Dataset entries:
[Start of Attachment]

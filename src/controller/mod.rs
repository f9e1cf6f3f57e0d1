//! Application controller
//!
//! Consumes hotkey transitions and UI actions, and turns them into playback
//! commands, announcements and UI events. Held fast-forward/rewind keeps
//! seeking on a fixed interval until the key is released.

mod selection;

use std::path::PathBuf;
use std::sync::Arc;
use std::time::Duration;

use tokio::sync::{broadcast, mpsc, watch};
use tokio::time::{self, MissedTickBehavior};
use tracing::{debug, info, warn};

use crate::announce::{Announcer, Phrase};
use crate::audio::{AudioCommand, CommandSender};
use crate::events::{AppEvent, ErrorKind, LabelPromptKind};
use crate::hotkey::{HotkeyAction, HotkeyEvent};
use crate::state::PlaybackSnapshot;

use self::selection::SelectionFilter;

/// Requests from the UI side that go through the controller
#[derive(Debug, Clone, PartialEq)]
pub enum UiAction {
    ToggleMonitor,
    ToggleVisibility,
    /// Current file-browser selection, `None` when nothing is selected.
    /// Acted on only while monitoring.
    Preview(Option<PathBuf>),
    Exit,
}

#[derive(Debug, Clone, Copy)]
pub struct ControllerOptions {
    /// Seconds per seek step
    pub seek_step: f64,
    pub seek_repeat: Duration,
}

impl Default for ControllerOptions {
    fn default() -> Self {
        Self {
            seek_step: 1.0,
            seek_repeat: Duration::from_millis(200),
        }
    }
}

#[derive(Debug, PartialEq, Eq)]
enum Step {
    Continue,
    StartRepeat,
    Exit,
}

pub struct Controller {
    commands: CommandSender,
    announcer: Arc<dyn Announcer>,
    events: broadcast::Sender<AppEvent>,
    playback: watch::Receiver<PlaybackSnapshot>,
    options: ControllerOptions,
    monitoring: bool,
    selection: SelectionFilter,
    visible: bool,
    /// Direction of the held seek key, if any
    seeking: Option<HotkeyAction>,
}

impl Controller {
    pub fn new(
        commands: CommandSender,
        announcer: Arc<dyn Announcer>,
        events: broadcast::Sender<AppEvent>,
        playback: watch::Receiver<PlaybackSnapshot>,
        options: ControllerOptions,
    ) -> Self {
        Self {
            commands,
            announcer,
            events,
            playback,
            options,
            monitoring: false,
            selection: SelectionFilter::default(),
            visible: true,
            seeking: None,
        }
    }

    /// Run until an exit is requested or both inputs close
    pub async fn run(
        mut self,
        mut hotkeys: mpsc::UnboundedReceiver<HotkeyEvent>,
        mut ui: mpsc::Receiver<UiAction>,
    ) {
        info!("controller started");
        let mut repeat = time::interval(self.options.seek_repeat);
        repeat.set_missed_tick_behavior(MissedTickBehavior::Delay);

        loop {
            let step = tokio::select! {
                Some(event) = hotkeys.recv() => self.on_hotkey(event),
                Some(action) = ui.recv() => self.on_ui(action),
                _ = repeat.tick(), if self.seeking.is_some() => {
                    self.repeat_seek();
                    Step::Continue
                }
                else => Step::Exit,
            };

            match step {
                Step::Continue => {}
                // first step already sent; next one a full interval later
                Step::StartRepeat => repeat.reset(),
                Step::Exit => break,
            }
        }

        self.announcer.stop();
        info!("controller stopped");
    }

    fn on_hotkey(&mut self, event: HotkeyEvent) -> Step {
        match event {
            HotkeyEvent::Pressed(action) => {
                self.emit(AppEvent::HotkeyPressed { action });
                self.on_press(action)
            }
            HotkeyEvent::Released(action) => {
                self.emit(AppEvent::HotkeyReleased { action });
                if self.seeking == Some(action) {
                    debug!(%action, "seek repeat stopped");
                    self.seeking = None;
                }
                Step::Continue
            }
        }
    }

    fn on_press(&mut self, action: HotkeyAction) -> Step {
        match action {
            HotkeyAction::TogglePlayPause => {
                self.commands.send(AudioCommand::TogglePlayPause);
            }
            HotkeyAction::FastForward | HotkeyAction::Rewind => {
                self.seeking = Some(action);
                self.repeat_seek();
                return Step::StartRepeat;
            }
            HotkeyAction::ToggleMonitor => self.toggle_monitor(),
            HotkeyAction::ToggleVisibility => self.toggle_visibility(),
            HotkeyAction::AddLabel => self.prompt_add_label(),
            HotkeyAction::SearchLabel => self.emit(AppEvent::LabelPrompt {
                kind: LabelPromptKind::Search,
                path: None,
            }),
            HotkeyAction::Exit => {
                info!("exit requested by hotkey");
                return Step::Exit;
            }
        }
        Step::Continue
    }

    fn on_ui(&mut self, action: UiAction) -> Step {
        match action {
            UiAction::ToggleMonitor => self.toggle_monitor(),
            UiAction::ToggleVisibility => self.toggle_visibility(),
            UiAction::Preview(path) => {
                if !self.monitoring {
                    debug!(path = ?path, "preview ignored, monitoring is off");
                } else if let Some(command) = self.selection.select(path.as_deref()) {
                    self.commands.send(command);
                }
            }
            UiAction::Exit => {
                info!("exit requested by UI");
                return Step::Exit;
            }
        }
        Step::Continue
    }

    fn repeat_seek(&mut self) {
        let delta = match self.seeking {
            Some(HotkeyAction::FastForward) => self.options.seek_step,
            Some(HotkeyAction::Rewind) => -self.options.seek_step,
            _ => return,
        };
        self.commands.seek(delta);
    }

    fn toggle_monitor(&mut self) {
        self.monitoring = !self.monitoring;
        self.selection.reset();
        if self.monitoring {
            info!("monitoring started");
            self.announcer.speak(Phrase::MonitoringStarted);
        } else {
            info!("monitoring stopped");
            self.commands.send(AudioCommand::StopAndClear);
            self.announcer.speak(Phrase::MonitoringStopped);
        }
        self.emit(AppEvent::MonitoringChanged {
            enabled: self.monitoring,
        });
    }

    fn toggle_visibility(&mut self) {
        self.visible = !self.visible;
        self.announcer.speak(if self.visible {
            Phrase::WindowShown
        } else {
            Phrase::WindowHidden
        });
        self.emit(AppEvent::VisibilityChanged {
            visible: self.visible,
        });
    }

    fn prompt_add_label(&mut self) {
        let last = self.playback.borrow().last_played.clone();
        match last {
            Some(path) if path.is_file() => self.emit(AppEvent::LabelPrompt {
                kind: LabelPromptKind::Add,
                path: Some(path),
            }),
            _ => {
                warn!("add label requested with no recently played file");
                self.emit(AppEvent::notification(
                    ErrorKind::MediaLoadFailure,
                    "no playing or recently played file to label",
                ));
            }
        }
    }

    fn emit(&self, event: AppEvent) {
        debug!(%event, "app event");
        let _ = self.events.send(event);
    }
}
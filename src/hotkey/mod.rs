//! Hotkey capture and normalization
//!
//! Chords are normalized into one canonical string form, persisted per
//! action by the binding store, and matched against live keyboard state by
//! a low-level hook that turns them into press/release transitions.

mod bindings;
mod chord;
mod conflict;
mod dispatcher;
mod keys;
mod listener;
mod registry;

pub use bindings::{BindingStore, HotkeyAction};
pub use chord::Chord;
pub use conflict::system_probe;
#[cfg(test)]
pub(crate) use conflict::NoProbe;
pub use dispatcher::HotkeyEvent;
pub use keys::named_key_tokens;
pub use listener::HotkeyListener;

[End of Attachment]

*REQUIRED WORK*.
Copy only the entries from the first line to the line with "use std::path::PathBuf;", each exactly as it appears.

*EXERCISE SOLUTION*.
filename src/controller/mod.rs
repository f9e1cf6f3f57e0d1
//! Application controller
//!
//! Consumes hotkey transitions and UI actions, and turns them into playback
//! commands, announcements and UI events. Held fast-forward/rewind keeps
//! seeking on a fixed interval until the key is released.

mod selection;

use std::path::PathBuf;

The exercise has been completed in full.